Same as _ kpasswd ._ tcp. DnsDomainName , except that UDP is implied.

If multiple domain controllers have the same criteria, multiple records exist with the same owner name. A client that is looking for a domain controller with specific criteria would receive all the applicable records from the DNS server. The client would pick one of the returned records to select a domain controller, as described in "A DNS RR for specifying the location of services (DNS SRV)." For more information about this draft, see the Internet Engineering Task Force (IETF) link on the Web Resources page at http://windows.microsoft.com/windows2000/reskit/webresources . Follow the links to Internet Drafts, and then use a keyword search.

For information about the Kerberos v5 authentication protocol and Kerberos subprotocol extensions, see "Authentication" in this book.

Host Records for Non-SRV-Aware Clients

Net Logon registers the following DNS A records for the use of LDAP clients that do not support DNS SRV records (that is, that are "non-SRV-aware"). The Locator does not use these records.

The following owner names of A (host) records are registered by Net Logon:

DnsDomainName .

Allows a non-SRV-aware client to locate any domain controller in the domain by looking up an A record. A name in this form is returned to the LDAP client through an LDAP referral. (For more information about LDAP referrals, see "LDAP Referrals" later in this chapter.) A non-SRV-aware client looks up the name; an SRV-aware client looks up the appropriate SRV resource record.

gc._msdcs. DnsForestName .

Allows a non-SRV-aware client to locate any Global Catalog server in the forest by looking up an A record. A name in this form is returned to the LDAP client through an LDAP referral. A non-SRV-aware client looks up this name; an SRV-aware client looks up the appropriate SRV resource record.

Net Logon also registers a DNS CNAME (alias) record for use by Active Directory replication The Locator does not use this record.

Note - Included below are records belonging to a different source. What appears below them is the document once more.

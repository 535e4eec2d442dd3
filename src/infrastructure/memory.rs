use std::panic::{self, AssertUnwindSafe};
use std::sync::atomic::{AtomicBool, Ordering};
use std::sync::{Mutex, MutexGuard, PoisonError};

use chrono::Utc;
use log::{debug, warn};

use crate::domain::cart::{Cart, CartItem, NewCart, NewCartItem};
use crate::domain::errors::DomainError;
use crate::domain::ports::{CartRepository, CartStore};
use crate::domain::query::{CartFilter, CartItemFilter, Page, SortOrder};

#[derive(Debug, Clone, Default)]
struct State {
    carts: Vec<Cart>,
    items: Vec<CartItem>,
    next_cart_id: i64,
    next_item_id: i64,
}

/// Process-local repository. Ids are assigned sequentially from 1 and a
/// transaction restores a snapshot of the whole state when it fails.
#[derive(Debug, Default)]
pub struct InMemoryCartRepository {
    state: Mutex<State>,
    tx_lock: Mutex<()>,
    fail_reads: AtomicBool,
    fail_writes: AtomicBool,
}

impl InMemoryCartRepository {
    pub fn new() -> Self {
        Self::default()
    }

    /// Makes every subsequent query fail with a storage error.
    pub fn fail_reads(&self, fail: bool) {
        self.fail_reads.store(fail, Ordering::SeqCst);
    }

    /// Makes every subsequent create/update/delete fail with a storage error.
    pub fn fail_writes(&self, fail: bool) {
        self.fail_writes.store(fail, Ordering::SeqCst);
    }

    pub fn carts(&self) -> Vec<Cart> {
        self.lock().carts.clone()
    }

    pub fn items(&self) -> Vec<CartItem> {
        self.lock().items.clone()
    }

    /// State is only mutated whole-record under the lock and restored from a
    /// snapshot when a transaction unwinds, so a poisoned lock is still
    /// consistent.
    fn lock(&self) -> MutexGuard<'_, State> {
        self.state.lock().unwrap_or_else(|poisoned| {
            warn!("in-memory cart state lock was poisoned, recovering");
            poisoned.into_inner()
        })
    }

    fn check(&self, flag: &AtomicBool, op: &str) -> Result<(), DomainError> {
        if flag.load(Ordering::SeqCst) {
            debug!("in-memory {op} failing on request");
            return Err(DomainError::Storage(format!("{op} failed: storage unavailable")));
        }
        Ok(())
    }
}

fn cart_matches(cart: &Cart, filter: &CartFilter) -> bool {
    match filter {
        CartFilter::BySessionAndStatus { session_id, status } => {
            cart.session_id == *session_id && cart.status == *status
        }
    }
}

fn item_matches(item: &CartItem, filter: &CartItemFilter) -> bool {
    match filter {
        CartItemFilter::ByCart { cart_id } => item.cart_id == *cart_id,
        CartItemFilter::ByCartAndProduct {
            cart_id,
            product_name,
        } => item.cart_id == *cart_id && item.product_name == *product_name,
        CartItemFilter::ByIdAndCart { id, cart_id } => {
            item.id == *id && item.cart_id == *cart_id
        }
    }
}

fn paginate<T, K: Ord>(
    mut rows: Vec<T>,
    order: SortOrder,
    page: Page,
    key: impl Fn(&T) -> K,
) -> Vec<T> {
    rows.sort_by_key(|row| key(row));
    if order == SortOrder::NewestFirst {
        rows.reverse();
    }
    let offset = usize::try_from(page.offset).unwrap_or(0);
    let limit = usize::try_from(page.limit).unwrap_or(0);
    rows.into_iter().skip(offset).take(limit).collect()
}

impl CartStore for InMemoryCartRepository {
    fn query_carts(
        &self,
        filter: &CartFilter,
        order: SortOrder,
        page: Page,
    ) -> Result<Vec<Cart>, DomainError> {
        self.check(&self.fail_reads, "query_carts")?;
        let state = self.lock();
        let rows: Vec<Cart> = state
            .carts
            .iter()
            .filter(|c| cart_matches(c, filter))
            .cloned()
            .collect();
        Ok(paginate(rows, order, page, |c: &Cart| (c.created_at, c.id)))
    }

    fn query_cart_items(
        &self,
        filter: &CartItemFilter,
        order: SortOrder,
        page: Page,
    ) -> Result<Vec<CartItem>, DomainError> {
        self.check(&self.fail_reads, "query_cart_items")?;
        let state = self.lock();
        let rows: Vec<CartItem> = state
            .items
            .iter()
            .filter(|i| item_matches(i, filter))
            .cloned()
            .collect();
        Ok(paginate(rows, order, page, |i: &CartItem| (i.created_at, i.id)))
    }

    fn create_cart(&self, cart: NewCart) -> Result<Cart, DomainError> {
        self.check(&self.fail_writes, "create_cart")?;
        let mut state = self.lock();
        state.next_cart_id += 1;
        let cart = Cart {
            id: state.next_cart_id,
            session_id: cart.session_id,
            status: cart.status,
            total: cart.total,
            created_at: Utc::now(),
        };
        state.carts.push(cart.clone());
        Ok(cart)
    }

    fn create_cart_item(&self, item: NewCartItem) -> Result<CartItem, DomainError> {
        self.check(&self.fail_writes, "create_cart_item")?;
        let mut state = self.lock();
        state.next_item_id += 1;
        let item = CartItem {
            id: state.next_item_id,
            cart_id: item.cart_id,
            product_name: item.product_name,
            quantity: item.quantity,
            price: item.price,
            created_at: Utc::now(),
        };
        state.items.push(item.clone());
        Ok(item)
    }

    fn update_cart(&self, cart: &Cart) -> Result<(), DomainError> {
        self.check(&self.fail_writes, "update_cart")?;
        let mut state = self.lock();
        if let Some(existing) = state.carts.iter_mut().find(|c| c.id == cart.id) {
            *existing = cart.clone();
        }
        Ok(())
    }

    fn update_cart_item(&self, item: &CartItem) -> Result<(), DomainError> {
        self.check(&self.fail_writes, "update_cart_item")?;
        let mut state = self.lock();
        if let Some(existing) = state.items.iter_mut().find(|i| i.id == item.id) {
            *existing = item.clone();
        }
        Ok(())
    }

    fn delete_cart_items(&self, filter: &CartItemFilter) -> Result<usize, DomainError> {
        self.check(&self.fail_writes, "delete_cart_items")?;
        let mut state = self.lock();
        let before = state.items.len();
        state.items.retain(|i| !item_matches(i, filter));
        Ok(before - state.items.len())
    }
}

impl CartRepository for InMemoryCartRepository {
    fn transaction<T, F>(&self, f: F) -> Result<T, DomainError>
    where
        F: FnOnce(&dyn CartStore) -> Result<T, DomainError>,
    {
        let _tx = self.tx_lock.lock().unwrap_or_else(PoisonError::into_inner);
        let snapshot = self.lock().clone();

        match panic::catch_unwind(AssertUnwindSafe(|| f(self))) {
            Ok(Ok(value)) => Ok(value),
            Ok(Err(e)) => {
                debug!("in-memory transaction rolled back: {e}");
                *self.lock() = snapshot;
                Err(e)
            }
            Err(payload) => {
                warn!("in-memory transaction panicked, restoring snapshot");
                *self.lock() = snapshot;
                panic::resume_unwind(payload)
            }
        }
    }
}

#[cfg(test)]
mod tests {
    use bigdecimal::BigDecimal;

    use super::*;
    use crate::domain::cart::{CartStatus, SessionId};

    fn open_carts(repo: &InMemoryCartRepository, session: &str) -> Vec<Cart> {
        repo.query_carts(
            &CartFilter::BySessionAndStatus {
                session_id: SessionId::new(session),
                status: CartStatus::Open,
            },
            SortOrder::NewestFirst,
            Page::first(10),
        )
        .expect("query failed")
    }

    fn new_item(cart_id: i64, product: &str) -> NewCartItem {
        NewCartItem {
            cart_id,
            product_name: product.to_string(),
            quantity: 1,
            price: BigDecimal::from(100),
        }
    }

    #[test]
    fn create_assigns_sequential_ids() {
        let repo = InMemoryCartRepository::new();
        let a = repo.create_cart(NewCart::open(SessionId::new("a"))).expect("create");
        let b = repo.create_cart(NewCart::open(SessionId::new("b"))).expect("create");
        assert_eq!((a.id, b.id), (1, 2));
    }

    #[test]
    fn query_filters_by_session_and_status() {
        let repo = InMemoryCartRepository::new();
        repo.create_cart(NewCart::open(SessionId::new("a"))).expect("create");
        let mut closed = repo.create_cart(NewCart::open(SessionId::new("a"))).expect("create");
        closed.status = CartStatus::Closed;
        repo.update_cart(&closed).expect("update");
        repo.create_cart(NewCart::open(SessionId::new("b"))).expect("create");

        let carts = open_carts(&repo, "a");
        assert_eq!(carts.len(), 1);
        assert_eq!(carts[0].id, 1);
        assert!(open_carts(&repo, "nobody").is_empty());
    }

    #[test]
    fn newest_first_ordering_and_pagination() {
        let repo = InMemoryCartRepository::new();
        let cart = repo.create_cart(NewCart::open(SessionId::new("a"))).expect("create");
        for product in ["shoe", "purse", "bag"] {
            repo.create_cart_item(new_item(cart.id, product)).expect("create item");
        }

        let filter = CartItemFilter::ByCart { cart_id: cart.id };
        let newest = repo
            .query_cart_items(&filter, SortOrder::NewestFirst, Page::first(2))
            .expect("query");
        let ids: Vec<i64> = newest.iter().map(|i| i.id).collect();
        assert_eq!(ids, vec![3, 2]);

        let rest = repo
            .query_cart_items(&filter, SortOrder::OldestFirst, Page { limit: 10, offset: 1 })
            .expect("query");
        let ids: Vec<i64> = rest.iter().map(|i| i.id).collect();
        assert_eq!(ids, vec![2, 3]);
    }

    #[test]
    fn delete_respects_owning_cart() {
        let repo = InMemoryCartRepository::new();
        let mine = repo.create_cart(NewCart::open(SessionId::new("a"))).expect("create");
        let theirs = repo.create_cart(NewCart::open(SessionId::new("b"))).expect("create");
        let item = repo.create_cart_item(new_item(theirs.id, "shoe")).expect("create item");

        let deleted = repo
            .delete_cart_items(&CartItemFilter::ByIdAndCart {
                id: item.id,
                cart_id: mine.id,
            })
            .expect("delete");
        assert_eq!(deleted, 0);
        assert_eq!(repo.items().len(), 1);
    }

    #[test]
    fn failed_transaction_restores_snapshot() {
        let repo = InMemoryCartRepository::new();
        let result: Result<(), DomainError> = repo.transaction(|store| {
            store.create_cart(NewCart::open(SessionId::new("a")))?;
            Err(DomainError::Storage("boom".to_string()))
        });
        assert!(result.is_err());
        assert!(repo.carts().is_empty());
    }

    #[test]
    fn panicking_transaction_leaves_repository_usable() {
        let repo = InMemoryCartRepository::new();
        repo.create_cart(NewCart::open(SessionId::new("a"))).expect("create");

        let unwound = std::panic::catch_unwind(AssertUnwindSafe(|| {
            let _: Result<(), DomainError> = repo.transaction(|store| {
                store.create_cart(NewCart::open(SessionId::new("b")))?;
                panic!("handler bug");
            });
        }));
        assert!(unwound.is_err());
        assert_eq!(repo.carts().len(), 1);

        let cart = repo
            .transaction(|store| store.create_cart(NewCart::open(SessionId::new("c"))))
            .expect("later transactions still run");
        assert_eq!(cart.session_id, SessionId::new("c"));
        assert_eq!(repo.carts().len(), 2);
    }

    #[test]
    fn injected_failures_surface_as_storage_errors() {
        let repo = InMemoryCartRepository::new();
        repo.fail_writes(true);
        assert!(matches!(
            repo.create_cart(NewCart::open(SessionId::new("a"))),
            Err(DomainError::Storage(_))
        ));
        repo.fail_writes(false);
        repo.fail_reads(true);
        assert!(matches!(
            repo.query_cart_items(
                &CartItemFilter::ByCart { cart_id: 1 },
                SortOrder::NewestFirst,
                Page::first(1)
            ),
            Err(DomainError::Storage(_))
        ));
    }
}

The owner name of the CNAME record is:

DsaGuid ._msdcs. DnsForestName .

Allows a client to locate any domain controller in the forest by looking up an A record. The only information that is known about the domain controller is the GUID of the directory system agent (also known as the "DSA") object for the domain controller and the name of the forest in which the domain controller is located. This record is used to facilitate renaming a domain controller.

Other SRV Record Content

The following information is also included in an SRV record:

Priority    The priority of the server. Clients attempt to contact the server with the lowest priority.

Weight    A load-balancing mechanism that is used when selecting a target host from those that have the same priority. Clients randomly choose SRV records that specify target hosts to be contacted, with probability proportional to the weight

Port Number    The port where the server is listening for this service.

Target    The fully qualified domain name of the host computer.

The following example illustrates the combined information that is contained in A resource records and SRV resource records. A domain controller named Phoenix in the domain reskit.com has an IP address of 157.55.81.157. It registers the following A records and SRV records with DNS:

phoenix.reskit.com A 157.55.81.157

_ldap._tcp.reskit.com SRV 0 0 389 phoenix.reskit.com

_kerberos._tcp.reskit.com SRV 0 0 88 phoenix.reskit.com

_ldap._tcp.dc._msdcs.reskit.com SRV 0 0 389 phoenix.reskit.com

_kerberos._tcp.dc._msdcs.reskit.com SRV 0 0 88 phoenix.reskit.com.

When the appropriate SRV records and A records are in place, a DNS lookup of _ldap._tcp.dc._msdcs.reskit.com returns the names and addresses of all domain controllers in the domain.